JAKARTA, Waspada.co.id – Pengacara Kivlan Zen, Djuju Purwantoro mengatakan kliennya telah ditetapkan sebagai tersangka dugaan perbuatan makar. “Rabu lusa pemeriksaan tersangka Pak Kivlan Zen,” ujarnya, Senin (27/5).

Berdasarkan surat panggilan pemeriksaan untuk Kivlan, seharusnya pemeriksaan dilakukan pada 21 Mei lalu, sebagaimana yang diperoleh CNNIndonesia.com. Pada surat itu tertulis jika Kivlan dipanggil untuk diminta keterangannya sebagai tersangka dalam perkara tindak pidana penyebaran berita bohong atau hoaks dan atau makar dan atau penghasutan.

Surat tersebut pun sudah ditandatangani oleh Direktur Tindak Pidana Umum Bareskrim Polri Brigadir Jenderal Polisi Nico Afinta. Djuju sendiri mengaku telah menerima surat tersebut minggu lalu. “Tersangka dari minggu lalu. Tersangka yang di Bareskrim,” tuturnya.

Nico saat dikonfirmasi pun enggan memberikan jawabannya.

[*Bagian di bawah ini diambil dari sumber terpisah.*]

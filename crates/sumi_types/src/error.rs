//! Registration errors.
//!
//! A failed registration leaves the process-wide table untouched: every
//! check runs before the write lock is taken.

/// Error returned by [`register`](crate::register).
#[derive(Clone, Debug, PartialEq, Eq, thiserror::Error)]
pub enum RegistryError {
    #[error("enum type `{type_name}` declares variant `{variant}` more than once")]
    DuplicateVariantName { type_name: String, variant: String },

    #[error("enum type `{type_name}` is already registered")]
    DuplicateTypeName { type_name: String },

    #[error("enum type name must not be empty")]
    EmptyTypeName,

    #[error("`{type_name}` is reserved: type names cannot be a scalar type name or contain `<` or `>`")]
    ReservedTypeName { type_name: String },

    #[error("enum type `{type_name}` has a variant with an empty name")]
    EmptyVariantName { type_name: String },

    #[error("enum type `{type_name}` must declare at least one variant")]
    NoVariants { type_name: String },

    #[error(
        "variant `{type_name}::{variant}` declares an empty field list (use a unit variant instead)"
    )]
    EmptyFieldList { type_name: String, variant: String },

    #[error("variant `{type_name}::{variant}` declares field `{field}` more than once")]
    DuplicateFieldName {
        type_name: String,
        variant: String,
        field: String,
    },
}
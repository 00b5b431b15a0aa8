//! Sumi Option - the built-in optional-value type.
//!
//! `OptionType::of(T)` yields the enum type `{Present(T), Absent}`, registered
//! through the ordinary variant registry the first time `T` is used. One
//! instantiation exists per distinct `T`; `Option<int>` and `Option<text>`
//! are unrelated types, and neither is interchangeable with `T` itself.
//!
//! The combinators are plain functions taking the option value first. Each
//! one dispatches through the match engine with exactly two arms,
//! `Present` and `Absent`; nothing here reads a payload any other way.

mod combinators;
mod error;
mod option_type;

pub use combinators::{
    and_then, into_native, is_absent, is_present, map, or_else, unwrap, unwrap_or,
};
pub use error::OptionError;
pub use option_type::OptionType;
use super::*;
use pretty_assertions::assert_eq;

#[test]
fn scalar_tags() {
    assert_eq!(Value::Int(1).type_tag(), TypeTag::Int);
    assert_eq!(Value::Byte(1).type_tag(), TypeTag::Byte);
    assert_eq!(Value::Float(1.5).type_tag(), TypeTag::Float);
    assert_eq!(Value::Bool(true).type_tag(), TypeTag::Bool);
    assert_eq!(Value::text("hi").type_tag(), TypeTag::Text);
    assert_eq!(Value::Unit.type_tag(), TypeTag::Unit);
}

#[test]
fn conformance_is_exact() {
    // No implicit widening between numeric kinds.
    assert!(Value::Byte(7).conforms_to(TypeTag::Byte));
    assert!(!Value::Byte(7).conforms_to(TypeTag::Int));
    assert!(!Value::Int(7).conforms_to(TypeTag::Float));
    assert!(!Value::text("7").conforms_to(TypeTag::Int));
}

#[test]
fn accessors_only_match_their_kind() {
    assert_eq!(Value::Int(3).as_int(), Some(3));
    assert_eq!(Value::Int(3).as_byte(), None);
    assert_eq!(Value::Byte(3).as_byte(), Some(3));
    assert_eq!(Value::Bool(false).as_bool(), Some(false));
    assert_eq!(Value::text("x").as_text(), Some("x"));
    assert_eq!(Value::Float(0.5).as_float(), Some(0.5));
    assert!(Value::Unit.as_variant().is_none());
}

#[test]
fn display_and_conversions() {
    assert_eq!(Value::from(42_i64).to_string(), "42");
    assert_eq!(Value::from(255_u8).to_string(), "255");
    assert_eq!(Value::from(2.0).to_string(), "2.0");
    assert_eq!(Value::from(true).to_string(), "true");
    assert_eq!(Value::from("a\"b").to_string(), "\"a\\\"b\"");
    assert_eq!(Value::from(()).to_string(), "()");
    assert_eq!(Value::from(String::from("s")), Value::text("s"));
    assert_eq!(Value::Int(1).type_name(), "int");
}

Dia hanya mengatakan untuk mengonfirmasi hal tersebut kepada Kepala Biro Penerangan Masyarakat Divisi Humas Polri Brigadir Jenderal Polisi Dedi Prasetyo.

Sementara itu Dedi belum membenarkan jika Kivlan telah jadi tersangka. “Saya cek dulu ke penyidik,” tuturnya saat dikonfirmasi.

iklan

Sedangkan Kadiv Humas Mabes Polri Irjen M Iqbal mengatakan akan melakukan pengecekan soal kabar tersebut. “Saya cek dulu,” ujarnya saat dihubungi CNNIndonesia.com.

Kivlan Selasa (7/5) lalu, Kivlan dilaporkan ke Bareskrim Polri atas dugaan penyebaran berita bohong dan makar.

Laporan terhadap Kivlan tersebut diterima oleh polisi dengan nomor laporan LP/B/0442/V/2019/Bareskrim tertanggal 7 Mei 2019. Dalam tanda terima laporan yang diperoleh CNNIndonesia.com, pelapor adalah Jalaludin.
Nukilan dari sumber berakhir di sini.